Appreciation matters. Nick Gruen of Lateral Economics points to a study that finds Keating's gift to be so little appreciated by Australian shareholders that it is "unable to reject the hypothesis that companies with dividend imputation do not attract any share price premium".

Many companies simply don't bother. They'd rather minimize their tax, and they know that Australians are about as likely to invest in them without dividend imputation as with.

The shareholders they need to impress are the ones from overseas - the so-called "swing" shareholders with investments in every country in the world to choose between who can really move a share price. Yet they are excluded from dividend imputation.

What they get instead is a 30 per cent headline corporate tax rate. About standard or not, it looks unattractive compared to other countries' headline tax rates.

Our system of imputation prevents them from getting a tax cut - a massive cut that would bring the corporate tax rate down to 19 per cent.

That's what Dr Gruen reckons would be possible if dividend imputation was axed. It costs more than $20 billion a year.

And he says the cut in the company tax rate could be even bigger. If cutting the rate brings in more foreign investors as it is likely to, it'll make it cheaper for Australian firms to raise money, boosting their profits and possibly funding further cuts in the headline rate.

All this without costing the Treasury a thing.

Who's going to mind? Well the Australian shareholders enjoying imputation credits are likely to be upset. But less so if Doctor Gruen explains his thinking to them. He believes the tax cut would lift foreign direct investment in Australian companies by almost one-quarter. That's right, almost one-quarter. Its the sort of thing that happened when Ireland and Britain abolished their imputation schemes to fund corporate tax cuts. Ireland in particular was flooded with foreign capital.

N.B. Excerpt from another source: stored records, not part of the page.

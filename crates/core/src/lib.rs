//! pickwise core library.
//!
//! This crate provides the pieces behind the `pickwise` tool: configuration,
//! the Git backend, message-pattern commit selection, the replay engine and
//! conflict diagnostics.

pub mod config;
pub mod conflict;
pub mod errors;
pub mod filter;
pub mod git;
pub mod models;
pub mod replay_engine;

// Re-exports for convenience.
pub use config::PickConfig;
pub use git::{GitClient, VcsBackend};
pub use replay_engine::{ReplayEngine, ReplayReporter, ReplayRequest, RunReport, StopReason};
//! Git operations for pickwise.
//!
//! [`VcsBackend`] is the seam between the replay engine and the repository.
//! [`GitClient`] implements it on top of `git2`; tests substitute a
//! recording mock.

pub mod client;

pub use client::GitClient;

use crate::errors::GitError;
use crate::models::{CommitInfo, ReplayOptions, ReplayOutcome};

/// The version-control operations the replay engine relies on.
pub trait VcsBackend {
    /// True when tracked files differ from HEAD or a merge / cherry-pick is
    /// in progress.
    fn is_dirty(&self) -> Result<bool, GitError>;

    /// Switch the working copy to a local branch.
    fn checkout(&self, branch: &str) -> Result<(), GitError>;

    /// Commits reachable from `source` but not from `target`, oldest first.
    fn list_commits(&self, source: &str, target: &str) -> Result<Vec<CommitInfo>, GitError>;

    /// Replay one commit onto HEAD.
    ///
    /// Never fails: anything that is not a clean apply or a content conflict
    /// comes back as [`ReplayOutcome::CommandError`].
    fn replay(&self, commit: &CommitInfo, options: &ReplayOptions) -> ReplayOutcome;

    /// Paths with unmerged index entries, sorted.
    fn conflicted_paths(&self) -> Result<Vec<String>, GitError>;

    /// Restore HEAD, index and working tree to the state before `replay`.
    fn abort_replay(&self) -> Result<(), GitError>;

    /// Unified diff of `path` between two refs.
    fn diff(&self, ref_a: &str, ref_b: &str, path: &str) -> Result<String, GitError>;

    /// Commits on `branch` that changed `path`, newest first.
    fn history(&self, branch: &str, path: &str) -> Result<Vec<CommitInfo>, GitError>;
}
//! Domain model types shared by the backend, the replay engine and the CLI.

use chrono::{DateTime, Utc};
use serde::{Deserialize, Serialize};

// ---------------------------------------------------------------------------
// Commit
// ---------------------------------------------------------------------------

/// Read-only view of a single commit.
#[derive(Debug, Clone, PartialEq, Eq, Serialize, Deserialize)]
pub struct CommitInfo {
    pub sha: String,
    pub short_sha: String,
    pub author_name: String,
    pub author_email: String,
    /// Committer timestamp.
    pub time: DateTime<Utc>,
    pub message: String,
    /// Paths changed relative to the first parent (every path for a root
    /// commit).
    #[serde(default)]
    pub changed_paths: Vec<String>,
}

impl CommitInfo {
    /// First line of the commit message.
    pub fn summary(&self) -> &str {
        self.message.lines().next().unwrap_or("").trim_end()
    }
}

// ---------------------------------------------------------------------------
// Replay outcome
// ---------------------------------------------------------------------------

/// Result of replaying one commit onto the current branch.
#[derive(Debug, Clone, PartialEq, Eq, Serialize, Deserialize)]
#[serde(rename_all = "snake_case", tag = "outcome")]
pub enum ReplayOutcome {
    /// The commit applied cleanly and a new commit was created.
    Applied { new_sha: String },
    /// The replay left unmerged paths in the index.
    Conflict { paths: Vec<String> },
    /// The replay could not be attempted or completed for a reason other
    /// than a content conflict (merge commit without mainline, empty
    /// result, libgit2 failure).
    CommandError { reason: String },
}

impl ReplayOutcome {
    pub fn is_applied(&self) -> bool {
        matches!(self, Self::Applied { .. })
    }
}

impl std::fmt::Display for ReplayOutcome {
    fn fmt(&self, f: &mut std::fmt::Formatter<'_>) -> std::fmt::Result {
        match self {
            Self::Applied { new_sha } => write!(f, "applied as {}", new_sha),
            Self::Conflict { paths } => write!(f, "conflict in {} file(s)", paths.len()),
            Self::CommandError { reason } => write!(f, "failed: {}", reason),
        }
    }
}

// ---------------------------------------------------------------------------
// Replay options
// ---------------------------------------------------------------------------

/// Knobs that change how a single commit is replayed.
#[derive(Debug, Clone, Default, PartialEq, Eq, Serialize, Deserialize)]
pub struct ReplayOptions {
    /// Append `(cherry picked from commit <sha>)` to the message.
    #[serde(default)]
    pub record_origin: bool,

    /// Parent number (1-based) to diff against when replaying a merge.
    #[serde(default)]
    pub mainline: Option<u32>,

    /// Keep commits whose replay produces no change.
    #[serde(default)]
    pub allow_empty: bool,
}

/// Message suffix written when `record_origin` is set.
pub fn origin_trailer(sha: &str) -> String {
    format!("(cherry picked from commit {})", sha)
}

What would this do to Australian share prices? Nick Gruen believes it'll push them high enough to compensate the Australians investors who will miss out on their imputation credits. They'll get higher share prices instead. And back a decade ago Australia halved its rate of capital gains tax, didn't it?

Well actually, it didn't. Australia halved only the headline rate of capital gains tax and recouped much of the loss by removing the inflation discount. But it was the headline rate that mattered. All manner of Australians began gearing up to invest. Which is partly Dr Gruen's point. Headline rates matter. Australia is denying itself a 19 per cent corporate tax rate and the flood of money it might bring for no particularly good reason.

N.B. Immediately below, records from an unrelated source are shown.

//! TOML-based configuration for pickwise.
//!
//! The file is optional. Every field has a default, and command-line flags
//! override whatever the file sets via [`PickConfig::merge_cli`].

use std::path::Path;

use serde::{Deserialize, Serialize};
use tracing::{debug, info};

use crate::errors::ConfigError;
use crate::models::ReplayOptions;

const LOG_LEVELS: &[&str] = &["trace", "debug", "info", "warn", "error", "off"];

// ---------------------------------------------------------------------------
// Top-level config
// ---------------------------------------------------------------------------

/// Top-level configuration loaded from a TOML file.
#[derive(Debug, Clone, Default, PartialEq, Eq, Serialize, Deserialize)]
pub struct PickConfig {
    /// How each commit is replayed.
    #[serde(default)]
    pub replay: ReplayOptions,

    /// Terminal output settings.
    #[serde(default)]
    pub output: OutputConfig,
}

// ---------------------------------------------------------------------------
// Output
// ---------------------------------------------------------------------------

#[derive(Debug, Clone, PartialEq, Eq, Serialize, Deserialize)]
pub struct OutputConfig {
    /// Colorize output. Colors are still dropped when stdout is not a tty.
    #[serde(default = "default_true")]
    pub color: bool,

    /// Minimum tracing level: trace, debug, info, warn, error, off.
    #[serde(default = "default_log_level")]
    pub log_level: String,
}

impl Default for OutputConfig {
    fn default() -> Self {
        Self { color: default_true(), log_level: default_log_level() }
    }
}

fn default_true() -> bool {
    true
}
fn default_log_level() -> String {
    "warn".into()
}

// ---------------------------------------------------------------------------
// Loading & validation
// ---------------------------------------------------------------------------

impl PickConfig {
    /// Load configuration from a TOML file at `path`.
    pub fn load_from_file<P: AsRef<Path>>(path: P) -> Result<Self, ConfigError> {
        let path = path.as_ref();
        info!(path = %path.display(), "loading configuration");

        if !path.exists() {
            return Err(ConfigError::FileNotFound(path.display().to_string()));
        }

        let contents = std::fs::read_to_string(path)?;
        let config: PickConfig =
            toml::from_str(&contents).map_err(|e| ConfigError::ParseError(e.to_string()))?;

        debug!("configuration parsed successfully");
        Ok(config)
    }

    /// Validate that all values are sane.
    pub fn validate(&self) -> Result<(), ConfigError> {
        if self.replay.mainline == Some(0) {
            return Err(ConfigError::InvalidValue {
                field: "replay.mainline".into(),
                detail: "parent numbers start at 1".into(),
            });
        }
        if !LOG_LEVELS.contains(&self.output.log_level.as_str()) {
            return Err(ConfigError::InvalidValue {
                field: "output.log_level".into(),
                detail: format!(
                    "unknown level '{}', expected one of {}",
                    self.output.log_level,
                    LOG_LEVELS.join(", ")
                ),
            });
        }
        Ok(())
    }

    /// Load from `path` when given, defaults otherwise, then validate.
    pub fn load_optional<P: AsRef<Path>>(path: Option<P>) -> Result<Self, ConfigError> {
        let config = match path {
            Some(p) => Self::load_from_file(p)?,
            None => {
                debug!("no configuration file given, using defaults");
                Self::default()
            }
        };
        config.validate()?;
        Ok(config)
    }

    /// Fold command-line replay flags over the file values. Boolean flags
    /// can only switch a setting on; `mainline` replaces the file value.
    pub fn merge_cli(&mut self, flags: &ReplayOptions) {
        self.replay.record_origin |= flags.record_origin;
        self.replay.allow_empty |= flags.allow_empty;
        if flags.mainline.is_some() {
            self.replay.mainline = flags.mainline;
        }
    }
}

It's also denying itself a much simpler tax system.

Gruen has persuaded the Committee for the Economic Development of Australia of the merits of the change and also the government's Innovation Review of which he was a member.

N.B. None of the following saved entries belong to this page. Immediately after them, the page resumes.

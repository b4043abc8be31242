//! Error types for the pickwise core library.
//!
//! Each subsystem has its own error type derived with `thiserror`. Replay
//! errors wrap Git errors; the CLI reports any of them through `anyhow`.

use thiserror::Error;

// ---------------------------------------------------------------------------
// Git errors
// ---------------------------------------------------------------------------

/// Errors from local Git (git2) operations.
#[derive(Debug, Error)]
pub enum GitError {
    /// The repository path does not exist or is not a git repo.
    #[error("git repository not found at '{0}'")]
    RepositoryNotFound(String),

    /// A `git2` library error.
    #[error("git2 error: {0}")]
    Git2Error(#[from] git2::Error),

    /// A branch could not be resolved.
    #[error("git branch not found: {0}")]
    BranchNotFound(String),

    /// A ref (branch, tag, SHA) could not be resolved.
    #[error("git ref not found: {0}")]
    RefNotFound(String),

    /// HEAD does not point at a branch.
    #[error("HEAD is detached; check out a branch first")]
    DetachedHead,

    /// Generic I/O wrapper.
    #[error("git I/O error: {0}")]
    IoError(#[from] std::io::Error),
}

// ---------------------------------------------------------------------------
// Configuration errors
// ---------------------------------------------------------------------------

/// Errors from configuration loading and validation.
#[derive(Debug, Error)]
pub enum ConfigError {
    /// Config file not found.
    #[error("configuration file not found: {0}")]
    FileNotFound(String),

    /// TOML parse error.
    #[error("configuration parse error: {0}")]
    ParseError(String),

    /// A config value is invalid.
    #[error("invalid configuration value for '{field}': {detail}")]
    InvalidValue {
        field: String,
        detail: String,
    },

    /// Generic I/O error reading the config file.
    #[error("configuration I/O error: {0}")]
    IoError(#[from] std::io::Error),
}

// ---------------------------------------------------------------------------
// Replay errors
// ---------------------------------------------------------------------------

/// Errors that stop a replay run before or between replays.
///
/// Conflicts and failed cherry-picks are not errors: they are reported as
/// [`crate::models::ReplayOutcome`] values and end the run normally.
#[derive(Debug, Error)]
pub enum ReplayError {
    /// The working copy has uncommitted changes to tracked files.
    #[error("Repository has uncommitted changes.")]
    DirtyWorkingCopy,

    /// Underlying Git error.
    #[error("replay Git error: {0}")]
    GitError(#[from] GitError),
}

It found that switching from dividend imputation to a lower tax rate looked "extremely promising from the perspective of promoting entrepreneurialism, productivity, investment and economic growth".

It reported that the equity issues were "surprisingly mild for such a large change."

Who's left to object such an apparently good and simple idea? Two of the members of the Henry Review, Dr Ken Henry and Professor Greg Smith helped introduce dividend imputation while working on tax at the Treasury in the mid 1980's. But that's unlikely to matter much. If they were bright enough to recognise a good idea two decades ago, they'll be bright enough to assess whether there's a better one now.

The Tax Office likes dividend imputation as an "integrity measure". It keeps (some) companies honest in reporting profits. But many more don't bother with imputation.

And managed trusts. Many owe their livelihoods to offering mum and dad investors dividend imputation and its benefits. They began fighting such a change the day Ken Henry was asked to chair the Review.